The country’s air force is finalizing plans to induct indigenously made Light Combat Aircraft, Tejas to boost the capability of its aging combat aircraft fleet, Chief of Defence Staff Bipin Rawat said in an interview in New Delhi. It will buy an additional 83 jets, apart from an earlier deal for 40 aircraft, for $6 billion, he said.
“The Indian Air Force is switching that to the LCA,” Rawat said, when asked about the global tender for jets. “The IAF is saying, I would rather take the indigenous fighter, it is good.”
The decision is a setback for the likes of Boeing Co, Lockheed Martin Corp and Saab AB who were in the race for the $15 billion order, and another sign that India is abandoning costly foreign defense purchases which have been plagued by bureaucratic delays and a funding crunch.
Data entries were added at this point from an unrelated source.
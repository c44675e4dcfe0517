//! Interpolation methods for zero curves.

use serde::{Deserialize, Serialize};

/// How a [`YieldCurve`](crate::curves::YieldCurve) interpolates between nodes.
#[derive(Debug, Clone, Copy, PartialEq, Eq, Hash, Serialize, Deserialize, Default)]
pub enum InterpolationMethod {
    /// Linear interpolation on zero rates.
    #[default]
    Linear,

    /// Linear interpolation on log discount factors (`r * t`).
    LogLinear,
}

impl std::fmt::Display for InterpolationMethod {
    fn fmt(&self, f: &mut std::fmt::Formatter<'_>) -> std::fmt::Result {
        let name = match self {
            Self::Linear => "Linear",
            Self::LogLinear => "Log-Linear",
        };
        write!(f, "{name}")
    }
}
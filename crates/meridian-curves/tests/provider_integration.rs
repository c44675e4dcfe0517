//! Integration test: a two-currency provider shared across threads.
//!
//! | Currency | Curve    | Interpolation | Nodes (years)        |
//! |----------|----------|---------------|----------------------|
//! | EUR      | EUR-DSC  | Linear        | 0.25, 0.5, 1, 2, 5   |
//! | USD      | USD-OIS  | Log-linear    | 0.5, 1, 3, 10        |

use std::sync::Arc;
use std::thread;

use approx::{assert_abs_diff_eq, assert_relative_eq};
use meridian_core::Currency;
use meridian_curves::prelude::*;

fn eur_curve() -> YieldCurve {
    YieldCurve::new(
        "EUR-DSC",
        vec![0.25, 0.5, 1.0, 2.0, 5.0],
        vec![0.0100, 0.0110, 0.0125, 0.0150, 0.0200],
        InterpolationMethod::Linear,
    )
    .unwrap()
}

fn usd_curve() -> YieldCurve {
    YieldCurve::new(
        "USD-OIS",
        vec![0.5, 1.0, 3.0, 10.0],
        vec![0.0450, 0.0430, 0.0400, 0.0410],
        InterpolationMethod::LogLinear,
    )
    .unwrap()
}

fn provider() -> MulticurveProviderDiscount {
    MulticurveProviderDiscount::builder()
        .discount_curve(Currency::EUR, eur_curve())
        .discount_curve(Currency::USD, usd_curve())
        .build()
        .unwrap()
}

#[test]
fn discount_factors_are_decreasing_for_positive_rates() {
    let provider = provider();
    for ccy in provider.currencies() {
        let mut previous = 1.0;
        for step in 1..=60 {
            let t = f64::from(step) * 0.25;
            let df = provider.discount_factor(ccy, t).unwrap();
            assert!(df > 0.0 && df < previous, "{ccy} df not decreasing at {t}");
            previous = df;
        }
    }
}

#[test]
fn sensitivity_basis_matches_bumped_curves() {
    let provider = provider();
    let shift = 1e-6;

    for (ccy, curve) in [(Currency::EUR, eur_curve()), (Currency::USD, usd_curve())] {
        for t in [0.1, 0.7, 1.9, 4.0, 12.0] {
            let basis = provider.curve_sensitivity_basis(ccy, t).unwrap();
            assert_eq!(basis.len(), curve.node_count());

            for node in &basis {
                let up = provider
                    .with_discount_curve(ccy, curve.with_bumped_node(node.node_index, shift).unwrap());
                let down = provider
                    .with_discount_curve(ccy, curve.with_bumped_node(node.node_index, -shift).unwrap());
                let fd = (up.discount_factor(ccy, t).unwrap() - down.discount_factor(ccy, t).unwrap())
                    / (2.0 * shift);
                assert_abs_diff_eq!(node.value, fd, epsilon = 1e-6);
                assert_relative_eq!(node.node_time, curve.times()[node.node_index]);
            }
        }
    }
}

#[test]
fn provider_is_shareable_across_threads() {
    let provider: Arc<dyn MulticurveProvider> = Arc::new(provider());
    let expected: Vec<f64> = (0..8)
        .map(|i| provider.discount_factor(Currency::USD, f64::from(i)).unwrap())
        .collect();

    thread::scope(|scope| {
        let handles: Vec<_> = (0..4)
            .map(|_| {
                let provider = Arc::clone(&provider);
                scope.spawn(move || {
                    (0..8)
                        .map(|i| provider.discount_factor(Currency::USD, f64::from(i)).unwrap())
                        .collect::<Vec<_>>()
                })
            })
            .collect();

        for handle in handles {
            assert_eq!(handle.join().unwrap(), expected);
        }
    });
}

#[test]
fn missing_currency_is_reported_not_defaulted() {
    let provider = provider();
    let err = provider.discount_factor(Currency::CHF, 1.0).unwrap_err();
    assert!(err.is_currency_not_found());
    assert_eq!(err.to_string(), "Currency discounting curve not found: CHF");
}
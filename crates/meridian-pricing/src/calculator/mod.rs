//! Calculators dispatching over [`InstrumentDerivative`](crate::InstrumentDerivative).

mod curve_sensitivity;
mod present_value;

pub use curve_sensitivity::PresentValueCurveSensitivityDiscountingCalculator;
pub use present_value::PresentValueDiscountingCalculator;
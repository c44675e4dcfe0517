//! # Meridian Math
//!
//! Numerical utilities for the Meridian discounting engine.
//!
//! This crate provides:
//!
//! - **Interpolation**: Piecewise linear interpolation that also reports how the
//!   interpolated value depends on each input ordinate (node weights), held
//!   flat beyond the node range
//!
//! Node weights are what turns a point sensitivity on a curve into a
//! sensitivity to each of its calibration nodes.

#![warn(missing_docs)]
#![warn(clippy::all)]
#![warn(clippy::pedantic)]
#![allow(clippy::module_name_repetitions)]
#![allow(clippy::missing_errors_doc)]
#![allow(clippy::missing_panics_doc)]
#![allow(clippy::must_use_candidate)]
#![allow(clippy::similar_names)]

pub mod error;
pub mod interpolation;

/// Prelude module for convenient imports.
pub mod prelude {
    pub use crate::error::{MathError, MathResult};
    pub use crate::interpolation::{Interpolator, LinearInterpolator};
}

pub use error::{MathError, MathResult};
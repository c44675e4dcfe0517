//! Amounts held in several currencies at once.

use std::collections::BTreeMap;
use std::fmt;
use std::ops::{Add, Mul, Neg};

use serde::{Deserialize, Serialize};

use super::Currency;

/// A set of amounts, at most one per currency.
///
/// Present values of multi-currency instruments are reported in this form so
/// that no FX conversion is implied. Combining two values adds the entries
/// currency by currency; a currency missing on one side counts as zero.
///
/// Entries are kept in a `BTreeMap`, so iteration order (and therefore any
/// accumulation built on top of it) is deterministic.
///
/// All combinators return a new value; an existing amount is never mutated.
#[derive(Debug, Clone, Default, PartialEq, Serialize, Deserialize)]
pub struct MultipleCurrencyAmount {
    amounts: BTreeMap<Currency, f64>,
}

impl MultipleCurrencyAmount {
    /// Creates an empty amount (the additive identity).
    #[must_use]
    pub fn new() -> Self {
        Self::default()
    }

    /// Creates an amount with a single currency entry.
    #[must_use]
    pub fn of(currency: Currency, amount: f64) -> Self {
        let mut amounts = BTreeMap::new();
        amounts.insert(currency, amount);
        Self { amounts }
    }

    /// Returns the amount held in `currency`, if any.
    #[must_use]
    pub fn amount(&self, currency: Currency) -> Option<f64> {
        self.amounts.get(&currency).copied()
    }

    /// Returns the amount held in `currency`, treating absence as zero.
    #[must_use]
    pub fn amount_or_zero(&self, currency: Currency) -> f64 {
        self.amount(currency).unwrap_or(0.0)
    }

    /// Currencies with an entry, in ascending order.
    pub fn currencies(&self) -> impl Iterator<Item = Currency> + '_ {
        self.amounts.keys().copied()
    }

    /// Iterates over `(currency, amount)` pairs in ascending currency order.
    pub fn iter(&self) -> impl Iterator<Item = (Currency, f64)> + '_ {
        self.amounts.iter().map(|(ccy, amount)| (*ccy, *amount))
    }

    /// Number of currency entries.
    #[must_use]
    pub fn len(&self) -> usize {
        self.amounts.len()
    }

    /// Returns true if there are no entries.
    #[must_use]
    pub fn is_empty(&self) -> bool {
        self.amounts.is_empty()
    }

    /// Returns the sum of `self` and `other`.
    #[must_use]
    pub fn plus(&self, other: &Self) -> Self {
        let mut amounts = self.amounts.clone();
        for (ccy, amount) in &other.amounts {
            *amounts.entry(*ccy).or_insert(0.0) += amount;
        }
        Self { amounts }
    }

    /// Returns a copy with `amount` added to the `currency` entry.
    #[must_use]
    pub fn plus_amount(&self, currency: Currency, amount: f64) -> Self {
        let mut amounts = self.amounts.clone();
        *amounts.entry(currency).or_insert(0.0) += amount;
        Self { amounts }
    }

    /// Returns a copy with every entry multiplied by `factor`.
    #[must_use]
    pub fn multiplied_by(&self, factor: f64) -> Self {
        Self {
            amounts: self
                .amounts
                .iter()
                .map(|(ccy, amount)| (*ccy, amount * factor))
                .collect(),
        }
    }

    /// Compares two amounts entry by entry within an absolute tolerance.
    ///
    /// Currencies present on only one side are compared against zero.
    #[must_use]
    pub fn approx_eq(&self, other: &Self, tolerance: f64) -> bool {
        self.currencies()
            .chain(other.currencies())
            .all(|ccy| (self.amount_or_zero(ccy) - other.amount_or_zero(ccy)).abs() <= tolerance)
    }
}

impl Add for MultipleCurrencyAmount {
    type Output = MultipleCurrencyAmount;

    fn add(self, rhs: Self) -> Self::Output {
        self.plus(&rhs)
    }
}

impl Add<&MultipleCurrencyAmount> for &MultipleCurrencyAmount {
    type Output = MultipleCurrencyAmount;

    fn add(self, rhs: &MultipleCurrencyAmount) -> Self::Output {
        self.plus(rhs)
    }
}

impl Mul<f64> for MultipleCurrencyAmount {
    type Output = MultipleCurrencyAmount;

    fn mul(self, rhs: f64) -> Self::Output {
        self.multiplied_by(rhs)
    }
}

impl Neg for MultipleCurrencyAmount {
    type Output = MultipleCurrencyAmount;

    fn neg(self) -> Self::Output {
        self.multiplied_by(-1.0)
    }
}

impl FromIterator<(Currency, f64)> for MultipleCurrencyAmount {
    fn from_iter<I: IntoIterator<Item = (Currency, f64)>>(iter: I) -> Self {
        iter.into_iter()
            .fold(Self::new(), |acc, (ccy, amount)| acc.plus_amount(ccy, amount))
    }
}

impl fmt::Display for MultipleCurrencyAmount {
    fn fmt(&self, f: &mut fmt::Formatter<'_>) -> fmt::Result {
        write!(f, "[")?;
        for (i, (ccy, amount)) in self.amounts.iter().enumerate() {
            if i > 0 {
                write!(f, ", ")?;
            }
            write!(f, "{ccy} {amount}")?;
        }
        write!(f, "]")
    }
}
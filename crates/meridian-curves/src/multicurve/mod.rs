//! Multi-curve framework.
//!
//! - [`MulticurveProvider`]: read-only access to per-currency discounting curves
//! - [`MulticurveProviderDiscount`]: provider backed by one [`YieldCurve`] per currency
//! - [`MulticurveSensitivity`] and [`MultipleCurrencyMulticurveSensitivity`]:
//!   node-level sensitivities keyed by curve name and currency
//!
//! [`YieldCurve`]: crate::curves::YieldCurve

mod discount;
mod provider;
mod sensitivity;

pub use discount::{MulticurveProviderDiscount, MulticurveProviderDiscountBuilder};
pub use provider::{MulticurveProvider, NodeSensitivity};
pub use sensitivity::{MulticurveSensitivity, MultipleCurrencyMulticurveSensitivity};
Prime Minister Narendra Modi this week stressed the need to buy locally made products to boost an economy battered by the Covid-19 outbreak.
“Since it has been decided to go the indigenous route, the ministry of defence must ensure ramping up” capacity at Hindustan Aeronautics Ltd, the builder of the jet, said Manmohan Bahadur, additional director general at the New Delhi-based Centre for Airpower Studies. “The IAF, like the other services, has to maintain the required edge over our adversaries — emotions have to be eschewed.”